Friday, September 21, 2007

The Blue Caslte by L.M. Montgomery




Book: The Blue Castle

Author: L.M. Montgomery

Rating: 5 out of 5 dust piles

First Paragraph: If it had not rained on a certain May morning Valancy Stirling's whole life would have been entirely different. She would have gone, with the rest of her clan, to Aunt Wellington's engagement picnic and Dr.

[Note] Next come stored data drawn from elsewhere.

//! Quorum CLI — drive the signal engine from files.
//!
//! Commands:
//! - `decide`: run one decision cycle over a bars CSV and print the decision
//! - `record`: feed a closed trade back into the saved engine state
//! - `compare`: print the strategy ranking and recommendation
//! - `force` / `reset`: operator overrides of the adaptive selector
//! - `simulate`: run the full decide/record loop over a seeded random walk

mod bars;

use std::path::{Path, PathBuf};

use anyhow::{bail, Context, Result};
use chrono::{DateTime, TimeZone, Utc};
use clap::{Parser, Subcommand};
use tracing::info;
use tracing_subscriber::EnvFilter;

use quorum_core::domain::{Action, MarketSeries, StrategyId};
use quorum_runner::{load_snapshot, save_snapshot, DecisionLog, Engine, EngineConfig};

#[derive(Parser)]
#[command(
    name = "quorum",
    about = "Quorum: adaptive multi-strategy trading signal engine"
)]
struct Cli {
    /// Engine configuration (TOML). Defaults are used when omitted.
    #[arg(long, global = true)]
    config: Option<PathBuf>,

    #[command(subcommand)]
    command: Commands,
}

#[derive(Subcommand)]
enum Commands {
    /// Run one decision cycle and print the decision as JSON.
    Decide {
        /// Bars CSV: timestamp,open,high,low,close,volume.
        #[arg(long)]
        bars: PathBuf,

        #[arg(long, default_value = "SPY")]
        symbol: String,

        /// Engine state file, read before and written after the cycle.
        #[arg(long, default_value = "quorum-state.json")]
        state: PathBuf,

        /// Append the decision to this JSONL log.
        #[arg(long)]
        log: Option<PathBuf>,

        /// Decision time (RFC 3339). Defaults to now.
        #[arg(long)]
        at: Option<String>,
    },
    /// Record a closed trade for a strategy.
    Record {
        #[arg(long)]
        strategy: String,

        /// Realized P&L in dollars.
        #[arg(long, allow_hyphen_values = true)]
        pnl: f64,

        #[arg(long, default_value = "SPY")]
        symbol: String,

        #[arg(long, default_value = "quorum-state.json")]
        state: PathBuf,

        /// Close time (RFC 3339). Defaults to now.
        #[arg(long)]
        at: Option<String>,
    },
    /// Print the strategy ranking.
    Compare {
        #[arg(long, default_value = "quorum-state.json")]
        state: PathBuf,

        /// Print JSON instead of a table.
        #[arg(long, default_value_t = false)]
        json: bool,
    },
    /// Make a strategy authoritative now.
    Force {
        #[arg(long)]
        strategy: String,

        #[arg(long, default_value = "quorum-state.json")]
        state: PathBuf,
    },
    /// Put every strategy back into testing.
    Reset {
        #[arg(long, default_value = "quorum-state.json")]
        state: PathBuf,
    },
    /// Simulate the decide/record loop over a synthetic random walk.
    Simulate {
        #[arg(long, default_value_t = 42)]
        seed: u64,

        /// Bars before the first decision.
        #[arg(long, default_value_t = 60)]
        warmup: usize,

        /// Decision cycles to run.
        #[arg(long, default_value_t = 250)]
        steps: usize,

        /// Bars each simulated trade is held.
        #[arg(long, default_value_t = 5)]
        horizon: usize,

        #[arg(long, default_value = "SIM")]
        symbol: String,

        /// Save the final engine state here.
        #[arg(long)]
        state: Option<PathBuf>,

        /// Append every decision to this JSONL log.
        #[arg(long)]
        log: Option<PathBuf>,
    },
}

fn main() -> Result<()> {
    init_tracing();
    let cli = Cli::parse();
    let config = cli.config.as_deref();

    match cli.command {
        Commands::Decide {
            bars,
            symbol,
            state,
            log,
            at,
        } => run_decide(config, &bars, &symbol, &state, log.as_deref(), at.as_deref()),
        Commands::Record {
            strategy,
            pnl,
            symbol,
            state,
            at,
        } => run_record(config, &strategy, pnl, &symbol, &state, at.as_deref()),
        Commands::Compare { state, json } => run_compare(config, &state, json),
        Commands::Force { strategy, state } => run_force(config, &strategy, &state),
        Commands::Reset { state } => run_reset(config, &state),
        Commands::Simulate {
            seed,
            warmup,
            steps,
            horizon,
            symbol,
            state,
            log,
        } => run_simulate(
            config,
            SimulateArgs {
                seed,
                warmup,
                steps,
                horizon,
                symbol,
            },
            state.as_deref(),
            log.as_deref(),
        ),
    }
}

fn init_tracing() {
    let filter = EnvFilter::try_from_default_env().unwrap_or_else(|_| EnvFilter::new("info"));
    tracing_subscriber::fmt()
        .with_env_filter(filter)
        .with_target(false)
        .with_writer(std::io::stderr)
        .init();
}

// ─── Engine loading ──────────────────────────────────────────────────

fn load_engine(config_path: Option<&Path>, state: Option<&Path>) -> Result<Engine> {
    let config = match config_path {
        Some(path) => EngineConfig::from_file(path)?,
        None => EngineConfig::default(),
    };
    let engine = Engine::new(config).context("failed to build engine")?;
    if let Some(path) = state {
        if let Some(snapshot) = load_snapshot(path)
            .with_context(|| format!("failed to load state {}", path.display()))?
        {
            let loaded = engine.restore(snapshot);
            info!(loaded, state = %path.display(), "state restored");
        }
    }
    Ok(engine)
}

fn save_engine(engine: &Engine, path: &Path, now: DateTime<Utc>) -> Result<()> {
    save_snapshot(path, &engine.snapshot(now))
        .with_context(|| format!("failed to save state {}", path.display()))
}

fn parse_at(at: Option<&str>) -> Result<DateTime<Utc>> {
    match at {
        Some(raw) => Ok(DateTime::parse_from_rfc3339(raw)
            .with_context(|| format!("--at must be RFC 3339, got '{raw}'"))?
            .with_timezone(&Utc)),
        None => Ok(Utc::now()),
    }
}

// ─── Commands ────────────────────────────────────────────────────────

fn run_decide(
    config: Option<&Path>,
    bars: &Path,
    symbol: &str,
    state: &Path,
    log: Option<&Path>,
    at: Option<&str>,
) -> Result<()> {
    let now = parse_at(at)?;
    let series = bars::load_csv(bars)?;
    if series.is_empty() {
        bail!("no valid bars in {}", bars.display());
    }
    let engine = load_engine(config, Some(state))?;

    let decision = engine.decide(symbol, &series, now);
    println!("{}", serde_json::to_string_pretty(&decision)?);

    if let Some(path) = log {
        DecisionLog::new(path)
            .append(&decision)
            .with_context(|| format!("failed to append to {}", path.display()))?;
    }
    save_engine(&engine, state, now)
}

fn run_record(
    config: Option<&Path>,
    strategy: &str,
    pnl: f64,
    symbol: &str,
    state: &Path,
    at: Option<&str>,
) -> Result<()> {
    let closed_at = parse_at(at)?;
    let engine = load_engine(config, Some(state))?;
    let recorded = engine.record_trade(&StrategyId::new(strategy), symbol, pnl, closed_at)?;
    println!(
        "{}: {} trades, win rate {:.1}%, P&L {:.2}, {}",
        recorded.strategy_id,
        recorded.total_trades,
        recorded.win_rate * 100.0,
        recorded.total_pnl,
        recorded.status
    );
    if let Some(verdict) = recorded.graduation {
        println!("Probation complete: {verdict:?}");
    }
    save_engine(&engine, state, closed_at)
}

fn run_compare(config: Option<&Path>, state: &Path, json: bool) -> Result<()> {
    let engine = load_engine(config, Some(state))?;
    let comparison = engine.comparison();
    if json {
        println!("{}", serde_json::to_string_pretty(&comparison)?);
    } else {
        println!("{comparison}");
        for err in engine.registration_errors() {
            println!("excluded: {err}");
        }
    }
    Ok(())
}

fn run_force(config: Option<&Path>, strategy: &str, state: &Path) -> Result<()> {
    let now = Utc::now();
    let engine = load_engine(config, Some(state))?;
    let result = engine.force_strategy(&StrategyId::new(strategy), now)?;
    println!(
        "{} -> {} ({})",
        result.from.as_ref().map(|id| id.as_str()).unwrap_or("-"),
        result.to.as_ref().map(|id| id.as_str()).unwrap_or("-"),
        result.reason
    );
    save_engine(&engine, state, now)
}

fn run_reset(config: Option<&Path>, state: &Path) -> Result<()> {
    let now = Utc::now();
    let engine = load_engine(config, Some(state))?;
    engine.reset_testing();
    println!("All strategies returned to testing.");
    save_engine(&engine, state, now)
}

// ─── Simulation ──────────────────────────────────────────────────────

struct SimulateArgs {
    seed: u64,
    warmup: usize,
    steps: usize,
    horizon: usize,
    symbol: String,
}

#[derive(Debug, Default, PartialEq)]
struct SimulationSummary {
    decisions: usize,
    directional: usize,
    trades: usize,
    switches: usize,
    total_pnl: f64,
}

/// Decide on each growing prefix of the walk; every directional decision is
/// closed `horizon` bars later and fed back as a trade.
fn simulate(
    engine: &Engine,
    args: &SimulateArgs,
    log: Option<&DecisionLog>,
) -> Result<SimulationSummary> {
    if args.horizon == 0 {
        bail!("--horizon must be at least 1");
    }
    let start = Utc
        .with_ymd_and_hms(2024, 1, 2, 21, 0, 0)
        .single()
        .context("invalid simulation start")?;
    let bars = bars::random_walk(args.warmup + args.steps + args.horizon, args.seed, start);
    let mut summary = SimulationSummary::default();

    for i in args.warmup..args.warmup + args.steps {
        let series = MarketSeries::new(bars[..=i].to_vec());
        let now = bars[i].timestamp;
        let decision = engine.decide(&args.symbol, &series, now);
        summary.decisions += 1;
        if decision.switch.switched {
            summary.switches += 1;
        }
        if let Some(log) = log {
            log.append(&decision)?;
        }
        if !decision.action.is_directional() || decision.size <= 0.0 {
            continue;
        }
        summary.directional += 1;

        let Some(strategy) = decision
            .strategy_id
            .clone()
            .or_else(|| engine.state().authoritative)
        else {
            continue;
        };
        let entry = bars[i].close;
        let exit = &bars[i + args.horizon];
        let direction = if decision.action == Action::Buy { 1.0 } else { -1.0 };
        let pnl = decision.size * direction * (exit.close / entry - 1.0);
        engine.record_trade(&strategy, &args.symbol, pnl, exit.timestamp)?;
        summary.trades += 1;
        summary.total_pnl += pnl;
    }
    Ok(summary)
}

fn run_simulate(
    config: Option<&Path>,
    args: SimulateArgs,
    state: Option<&Path>,
    log: Option<&Path>,
) -> Result<()> {
    let engine = load_engine(config, None)?;
    let log = log.map(DecisionLog::new);
    let summary = simulate(&engine, &args, log.as_ref())?;

    println!("=== Simulation (seed {}) ===", args.seed);
    println!("Decisions:   {}", summary.decisions);
    println!("Directional: {}", summary.directional);
    println!("Trades:      {}", summary.trades);
    println!("Switches:    {}", summary.switches);
    println!("Total P&L:   {:.2}", summary.total_pnl);
    println!(
        "Governing:   {}",
        engine
            .state()
            .authoritative
            .as_ref()
            .map(|id| id.as_str())
            .unwrap_or("-")
    );
    println!();
    println!("{}", engine.comparison());

    if let Some(path) = state {
        save_engine(&engine, path, Utc::now())?;
    }
    Ok(())
}

#[cfg(test)]
mod tests {
    use super::*;

    fn args(seed: u64) -> SimulateArgs {
        SimulateArgs {
            seed,
            warmup: 60,
            steps: 80,
            horizon: 5,
            symbol: "SIM".into(),
        }
    }

    #[test]
    fn simulation_is_deterministic_for_a_seed() {
        let a = simulate(&Engine::new(EngineConfig::default()).unwrap(), &args(3), None).unwrap();
        let b = simulate(&Engine::new(EngineConfig::default()).unwrap(), &args(3), None).unwrap();
        assert_eq!(a, b);
        assert_eq!(a.decisions, 80);
        assert!(a.switches >= 1);
        assert!(a.trades <= a.directional);
    }

    #[test]
    fn simulation_writes_decision_log() {
        let dir = tempfile::tempdir().unwrap();
        let log = DecisionLog::new(dir.path().join("sim.jsonl"));
        let engine = Engine::new(EngineConfig::default()).unwrap();
        let summary = simulate(&engine, &args(11), Some(&log)).unwrap();
        assert_eq!(log.read_all().unwrap().len(), summary.decisions);
    }

    #[test]
    fn zero_horizon_is_rejected() {
        let engine = Engine::new(EngineConfig::default()).unwrap();
        let mut bad = args(1);
        bad.horizon = 0;
        assert!(simulate(&engine, &bad, None).is_err());
    }

    #[test]
    fn parse_at_accepts_rfc3339() {
        let at = parse_at(Some("2024-05-01T14:30:00Z")).unwrap();
        assert_eq!(at, Utc.with_ymd_and_hms(2024, 5, 1, 14, 30, 0).unwrap());
        assert!(parse_at(Some("May 1")).is_err());
    }

    #[test]
    fn cli_parses_decide() {
        let cli = Cli::try_parse_from([
            "quorum", "decide", "--bars", "spy.csv", "--symbol", "QQQ",
        ])
        .unwrap();
        match cli.command {
            Commands::Decide { symbol, state, .. } => {
                assert_eq!(symbol, "QQQ");
                assert_eq!(state, PathBuf::from("quorum-state.json"));
            }
            _ => panic!("expected decide"),
        }
    }
}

Trent would have gone to Montreal. But it did rain and you shall hear what happened to her because of it.

Review: I just finished reading this book and am still sniffling. The link to the book takes you to an online version of it. I loved the characters - all of the Stirlings even. I kept thinking about the secrets in this book. Things each character hid, things they did because it was expected (like the Stirlings, whether or not they did it), about fate (dear old Dr. Trent's letter) and doing something real.

Is there such a thing as fate? Was Barney's life fated to him as soon as his father had a dream that changed everything he had known? The possible chance of overhearing one little conversation that sent him off to explore the world until he settled in Valancy's life? Was it fate that mixed up Dr. Trent's letters? Would Valancy have died if she stayed as she was, a lifeless lump, hacked away until there was nothing left? Like forests, animals, and even rose bushes, are we not eternally struggling for life? Or does the frivolousness of life help us twitter away the hours, helping us forget that we too are mortal?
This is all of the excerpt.